Time series is a sequence of values ordered in time. We may encounter time series data in pretty much any domain. Weather forecasts, exchange rates, sales data, sound waves are just a few examples. Time series can be any type of data that is represented as an ordered sequence.
In an earlier post, I covered the basic concepts in time series analysis. In this post, we will create time series data with different patterns. One advantage of synthetic datasets is that we can measure the performance of a model and have an idea about how it will perform with real life data.
The common patterns observed in a time series are:
- Trend: An overall upward or downward direction.
- Seasonality: Patterns that repeat observed or predictable intervals.
- White noise: Time series does not always follow a pattern or include seasonality. Some processes produce just random data. This kind of time series is called white noise.
Note: The patterns are not always smooth and usually include some kind of noise. Furthermore, a time series may include a combination of different patterns.
We will use numpy to generate arrays of values and matplotlib to plot the series. Let’s start with importing the required libraries:
import numpy as np
import matplotlib.pyplot as plt
%matplotlib inline
We can define a function that takes the arrays as input and create plots:
def plot_time_series(time, values, label):
plt.figure(figsize=(10,6))
plt.plot(time, values)
plt.xlabel("Time", fontsize=20)
plt.ylabel("Value", fontsize=20)
plt.title(label, fontsize=20)
plt.grid(True)
Trend in Time Series
The first plot is the simplest one which is a time series with an upward trend. We create arrays for time and values with a slope. Then pass these arrays as arguments to our function:
time = np.arange(100)
values = time*0.4
plot_time_series(time, values, "Upward Trend")

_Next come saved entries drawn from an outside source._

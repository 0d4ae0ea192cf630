//! Model-facing types: the provider trait and the conversation it receives

mod messages;
mod provider;

pub use messages::{Conversation, Message, Role};
pub use provider::{ModelError, ModelProvider, ModelRequest, ModelResponse, TokenUsage};
//! Checks JSON values against a [`ValidationSchema`]

use super::schema::{FieldSchema, FieldType, ValidationSchema};
use serde_json::Value;
use std::collections::BTreeMap;

/// Every structural problem found in one value, keyed by field path
#[derive(Debug, Clone, Default, PartialEq, thiserror::Error)]
#[error("Schema validation failed: {}", self.all_errors().join("; "))]
pub struct SchemaError {
    /// Errors by field path (`a.b`, `items[2]`)
    pub field_errors: BTreeMap<String, Vec<FieldError>>,

    /// Errors not tied to a specific field
    pub general_errors: Vec<String>,
}

impl SchemaError {
    pub fn new() -> Self {
        Self::default()
    }

    pub fn add_field_error(&mut self, field: impl Into<String>, error: FieldError) {
        self.field_errors.entry(field.into()).or_default().push(error);
    }

    pub fn add_general_error(&mut self, error: impl Into<String>) {
        self.general_errors.push(error.into());
    }

    pub fn has_errors(&self) -> bool {
        !self.field_errors.is_empty() || !self.general_errors.is_empty()
    }

    pub fn error_count(&self) -> usize {
        self.field_errors.values().map(Vec::len).sum::<usize>() + self.general_errors.len()
    }

    /// All errors as `path: message` strings, general errors first
    pub fn all_errors(&self) -> Vec<String> {
        let mut errors = self.general_errors.clone();
        for (field, field_errors) in &self.field_errors {
            for error in field_errors {
                errors.push(format!("{}: {}", field, error.message));
            }
        }
        errors
    }
}

/// Error for a single field
#[derive(Debug, Clone, PartialEq, Eq)]
pub struct FieldError {
    pub code: String,
    pub message: String,
    pub expected: Option<String>,
    pub actual: Option<String>,
}

impl FieldError {
    pub fn new(code: impl Into<String>, message: impl Into<String>) -> Self {
        Self {
            code: code.into(),
            message: message.into(),
            expected: None,
            actual: None,
        }
    }

    pub fn expected(mut self, expected: impl Into<String>) -> Self {
        self.expected = Some(expected.into());
        self
    }

    pub fn actual(mut self, actual: impl Into<String>) -> Self {
        self.actual = Some(actual.into());
        self
    }

    pub fn required() -> Self {
        Self::new("required", "Field is required")
    }

    pub fn type_mismatch(expected: &str, actual: &str) -> Self {
        Self::new("type_mismatch", format!("Expected {}, got {}", expected, actual))
            .expected(expected)
            .actual(actual)
    }

    pub fn invalid_enum(allowed: &[String], actual: &str) -> Self {
        Self::new(
            "invalid_enum",
            format!("Value must be one of: {}", allowed.join(", ")),
        )
        .expected(allowed.join(" | "))
        .actual(actual)
    }

    pub fn unknown_field() -> Self {
        Self::new("unknown_field", "Unknown field")
    }
}

impl ValidationSchema {
    /// Check `value` against this schema, collecting every error
    pub fn check(&self, value: &Value) -> Result<(), SchemaError> {
        let mut errors = SchemaError::new();
        check_object(self, value, "", &mut errors);
        if errors.has_errors() {
            Err(errors)
        } else {
            Ok(())
        }
    }
}

fn join_path(prefix: &str, field: &str) -> String {
    if prefix.is_empty() {
        field.to_string()
    } else {
        format!("{}.{}", prefix, field)
    }
}

fn check_object(schema: &ValidationSchema, value: &Value, prefix: &str, errors: &mut SchemaError) {
    let Some(obj) = value.as_object() else {
        let message = format!("Expected an object, got {}", FieldType::of(value));
        if prefix.is_empty() {
            errors.add_general_error(message);
        } else {
            errors.add_field_error(
                prefix,
                FieldError::type_mismatch("object", FieldType::of(value)),
            );
        }
        return;
    };

    for required in &schema.required {
        if !obj.contains_key(required) {
            errors.add_field_error(join_path(prefix, required), FieldError::required());
        }
    }

    for (name, field_value) in obj {
        let path = join_path(prefix, name);
        match schema.fields.get(name) {
            Some(field_schema) => check_field(&path, field_value, field_schema, errors),
            None if !schema.allow_extra_fields => {
                errors.add_field_error(path, FieldError::unknown_field());
            }
            None => {}
        }
    }
}

fn check_field(path: &str, value: &Value, schema: &FieldSchema, errors: &mut SchemaError) {
    // An optional field explicitly set to null is treated as absent.
    if value.is_null() && !schema.is_required() && schema.field_type != FieldType::Null {
        return;
    }

    if !schema.field_type.matches(value) {
        errors.add_field_error(
            path,
            FieldError::type_mismatch(&schema.field_type.type_name(), FieldType::of(value)),
        );
        return;
    }

    if let (Some(allowed), Some(s)) = (&schema.enum_values, value.as_str()) {
        if !allowed.iter().any(|a| a == s) {
            errors.add_field_error(path, FieldError::invalid_enum(allowed, s));
        }
    }

    for rule in &schema.rules {
        if let Err(message) = rule.validate(value) {
            errors.add_field_error(path, FieldError::new(rule.rule_name(), message));
        }
    }

    if let Some(nested) = &schema.nested_schema {
        if value.is_object() {
            check_object(nested, value, path, errors);
        }
    }

    if let (Some(item_schema), Some(items)) = (&schema.item_schema, value.as_array()) {
        for (index, item) in items.iter().enumerate() {
            check_field(&format!("{}[{}]", path, index), item, item_schema, errors);
        }
    }
}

Seasonality in Time Series
We can now plot a time series with seasonality. We need a series that repeats the same pattern.
# Just a random pattern
time = np.arange(50)
values = np.where(time < 10, time**3, (time-9)**2)
# Repeat the pattern 5 times
seasonal = []
for i in range(5):
for j in range(50):
seasonal.append(values[j])
# Plot
time_seasonal = np.arange(250)
plot_time_series(time_seasonal, seasonal, label="Seasonality")

This is just a random pattern. Feel free to try out different patterns with numpy.
Noise
Let’s add some noise to the values because we are more likely to work with noisy data rather than smooth curves in real life.
We can create the random noise using np.random.randn function. Then add that noise to the original seasonal series:
noise = np.random.randn(250)*100
seasonal += noise
time_seasonal = np.arange(250)
plot_time_series(time_seasonal, seasonal, label="Seasonality with Noise")

Multiple Patterns
We may see a combination of different patterns in a time series. For example, the following time series contain both an upward trend and seasonality. Ofcourse, there is also some noise.
seasonal_upward = seasonal + np.arange(250)*10
time_seasonal = np.arange(250)
plot_time_series(time_seasonal, seasonal_upward, label="Seasonality + Upward Trend + Noise")

White Noise
Some processes just produce random data that does not follow any pattern. This kind of time series is known as white noise which is very hard to analyze and predict. Let’s create an example of white noise:
time = np.arange(200)
values = np.random.randn(200)*100
plot_time_series(time, values, label="White Noise")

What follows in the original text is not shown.